### HOW TO COMPLETE THIS TASK:
In the records below, find the line containing "repository 8893f7b5df315bf8" and the line containing "on non-emitter cells"; please repeat exactly the lines from one to the other, both included, and nothing more.

Collected data entries:
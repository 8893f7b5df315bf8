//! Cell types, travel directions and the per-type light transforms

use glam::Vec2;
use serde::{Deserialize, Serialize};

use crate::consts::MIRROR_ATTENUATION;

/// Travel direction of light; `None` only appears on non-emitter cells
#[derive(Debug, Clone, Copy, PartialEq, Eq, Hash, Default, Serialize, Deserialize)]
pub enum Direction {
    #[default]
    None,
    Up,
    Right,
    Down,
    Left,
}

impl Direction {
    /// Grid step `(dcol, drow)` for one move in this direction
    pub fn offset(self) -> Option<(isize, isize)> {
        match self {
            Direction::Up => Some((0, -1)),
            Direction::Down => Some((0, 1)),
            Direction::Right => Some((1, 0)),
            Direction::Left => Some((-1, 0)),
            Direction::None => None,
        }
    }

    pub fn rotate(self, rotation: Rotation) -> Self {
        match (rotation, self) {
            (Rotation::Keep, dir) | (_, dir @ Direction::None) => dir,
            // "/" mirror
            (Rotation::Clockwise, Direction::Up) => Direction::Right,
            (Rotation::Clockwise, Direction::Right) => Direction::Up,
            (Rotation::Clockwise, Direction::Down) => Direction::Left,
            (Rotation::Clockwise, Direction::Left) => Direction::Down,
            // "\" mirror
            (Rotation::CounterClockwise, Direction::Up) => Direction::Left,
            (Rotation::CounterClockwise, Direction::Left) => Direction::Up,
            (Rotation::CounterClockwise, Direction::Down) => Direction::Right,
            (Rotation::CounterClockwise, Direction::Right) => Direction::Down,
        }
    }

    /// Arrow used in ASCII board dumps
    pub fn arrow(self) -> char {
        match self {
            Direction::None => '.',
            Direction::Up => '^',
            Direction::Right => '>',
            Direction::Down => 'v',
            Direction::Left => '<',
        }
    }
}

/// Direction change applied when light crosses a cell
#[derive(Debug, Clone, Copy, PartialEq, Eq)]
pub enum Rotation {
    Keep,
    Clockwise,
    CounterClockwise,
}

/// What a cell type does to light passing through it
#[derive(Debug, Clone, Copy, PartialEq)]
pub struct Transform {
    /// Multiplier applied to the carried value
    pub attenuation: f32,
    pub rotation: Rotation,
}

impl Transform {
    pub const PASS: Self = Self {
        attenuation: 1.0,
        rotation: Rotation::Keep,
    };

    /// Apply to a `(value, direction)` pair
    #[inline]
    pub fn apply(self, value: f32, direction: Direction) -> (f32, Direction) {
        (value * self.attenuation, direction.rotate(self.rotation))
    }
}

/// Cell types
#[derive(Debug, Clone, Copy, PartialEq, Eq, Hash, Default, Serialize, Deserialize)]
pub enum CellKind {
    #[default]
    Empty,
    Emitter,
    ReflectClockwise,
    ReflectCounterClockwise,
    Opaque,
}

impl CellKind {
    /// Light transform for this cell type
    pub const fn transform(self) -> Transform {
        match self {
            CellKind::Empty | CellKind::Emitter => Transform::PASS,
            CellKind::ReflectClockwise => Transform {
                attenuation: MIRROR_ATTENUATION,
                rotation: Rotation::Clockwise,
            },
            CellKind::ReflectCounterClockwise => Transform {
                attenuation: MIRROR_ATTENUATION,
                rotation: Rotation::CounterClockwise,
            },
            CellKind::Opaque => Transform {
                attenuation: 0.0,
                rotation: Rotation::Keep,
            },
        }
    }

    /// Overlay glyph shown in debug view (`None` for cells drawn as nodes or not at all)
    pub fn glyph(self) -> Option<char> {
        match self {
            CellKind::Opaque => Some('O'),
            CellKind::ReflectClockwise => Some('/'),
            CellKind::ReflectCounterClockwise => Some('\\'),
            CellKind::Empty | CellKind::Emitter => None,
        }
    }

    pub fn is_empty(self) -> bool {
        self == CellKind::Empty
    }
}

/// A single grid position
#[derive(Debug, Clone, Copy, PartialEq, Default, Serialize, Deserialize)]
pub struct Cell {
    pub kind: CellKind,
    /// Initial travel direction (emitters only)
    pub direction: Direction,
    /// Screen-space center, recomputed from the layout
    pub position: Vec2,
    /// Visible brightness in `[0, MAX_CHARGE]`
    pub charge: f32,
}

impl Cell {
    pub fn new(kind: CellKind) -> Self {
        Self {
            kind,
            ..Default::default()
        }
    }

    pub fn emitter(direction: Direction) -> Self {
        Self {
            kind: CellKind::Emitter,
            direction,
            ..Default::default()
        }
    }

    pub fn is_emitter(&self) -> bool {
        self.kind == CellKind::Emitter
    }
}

--

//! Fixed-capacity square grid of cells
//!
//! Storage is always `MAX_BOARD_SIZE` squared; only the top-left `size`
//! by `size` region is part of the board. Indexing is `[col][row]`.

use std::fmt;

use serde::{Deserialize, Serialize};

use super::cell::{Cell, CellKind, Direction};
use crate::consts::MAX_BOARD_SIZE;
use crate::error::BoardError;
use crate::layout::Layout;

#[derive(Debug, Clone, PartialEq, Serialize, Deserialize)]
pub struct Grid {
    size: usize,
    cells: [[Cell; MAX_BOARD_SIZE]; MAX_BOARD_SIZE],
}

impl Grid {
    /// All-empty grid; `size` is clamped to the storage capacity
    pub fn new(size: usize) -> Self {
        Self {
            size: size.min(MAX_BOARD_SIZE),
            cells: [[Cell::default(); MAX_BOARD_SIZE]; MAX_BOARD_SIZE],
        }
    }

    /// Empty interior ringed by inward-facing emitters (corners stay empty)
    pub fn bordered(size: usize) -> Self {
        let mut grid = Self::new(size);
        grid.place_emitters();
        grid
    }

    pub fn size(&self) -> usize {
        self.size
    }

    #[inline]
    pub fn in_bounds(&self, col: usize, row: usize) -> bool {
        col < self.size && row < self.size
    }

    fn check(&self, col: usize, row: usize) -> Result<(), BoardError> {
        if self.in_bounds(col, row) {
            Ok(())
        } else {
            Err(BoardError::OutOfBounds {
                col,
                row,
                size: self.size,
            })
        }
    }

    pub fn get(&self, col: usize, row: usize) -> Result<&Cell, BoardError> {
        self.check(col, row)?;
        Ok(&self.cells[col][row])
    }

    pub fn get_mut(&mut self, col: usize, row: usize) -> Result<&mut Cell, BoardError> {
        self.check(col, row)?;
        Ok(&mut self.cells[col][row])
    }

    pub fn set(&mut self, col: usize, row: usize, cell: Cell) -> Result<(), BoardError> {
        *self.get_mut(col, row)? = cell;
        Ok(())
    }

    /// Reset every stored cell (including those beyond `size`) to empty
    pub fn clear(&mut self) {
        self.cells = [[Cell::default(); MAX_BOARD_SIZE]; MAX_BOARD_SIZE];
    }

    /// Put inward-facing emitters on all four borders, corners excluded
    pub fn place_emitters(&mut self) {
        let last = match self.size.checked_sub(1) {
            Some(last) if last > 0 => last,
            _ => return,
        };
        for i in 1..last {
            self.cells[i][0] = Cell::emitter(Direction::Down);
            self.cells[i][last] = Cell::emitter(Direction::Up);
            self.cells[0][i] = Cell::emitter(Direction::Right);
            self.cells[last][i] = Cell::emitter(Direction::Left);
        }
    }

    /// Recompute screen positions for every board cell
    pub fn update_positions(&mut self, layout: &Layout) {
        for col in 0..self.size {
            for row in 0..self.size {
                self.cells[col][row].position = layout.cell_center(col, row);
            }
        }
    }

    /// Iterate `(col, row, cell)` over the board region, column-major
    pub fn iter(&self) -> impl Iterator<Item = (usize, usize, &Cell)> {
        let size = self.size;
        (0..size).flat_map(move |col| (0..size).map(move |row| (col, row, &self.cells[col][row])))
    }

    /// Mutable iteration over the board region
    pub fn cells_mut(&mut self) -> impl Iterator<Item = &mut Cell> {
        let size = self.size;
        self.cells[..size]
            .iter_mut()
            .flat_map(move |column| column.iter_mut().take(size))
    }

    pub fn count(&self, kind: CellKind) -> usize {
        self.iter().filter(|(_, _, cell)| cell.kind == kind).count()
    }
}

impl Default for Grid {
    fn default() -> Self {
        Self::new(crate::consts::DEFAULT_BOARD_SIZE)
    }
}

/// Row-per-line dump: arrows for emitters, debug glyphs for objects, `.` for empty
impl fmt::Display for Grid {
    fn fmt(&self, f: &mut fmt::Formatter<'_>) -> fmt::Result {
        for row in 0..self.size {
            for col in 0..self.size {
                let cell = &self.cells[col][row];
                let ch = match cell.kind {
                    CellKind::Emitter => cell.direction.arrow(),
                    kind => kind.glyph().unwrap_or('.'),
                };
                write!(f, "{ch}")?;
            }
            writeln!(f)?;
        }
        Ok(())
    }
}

### ANSWER TO THIS PROBLEM:
repository 8893f7b5df315bf8
//! Cell types, travel directions and the per-type light transforms

use glam::Vec2;
use serde::{Deserialize, Serialize};

use crate::consts::MIRROR_ATTENUATION;

/// Travel direction of light; `None` only appears on non-emitter cells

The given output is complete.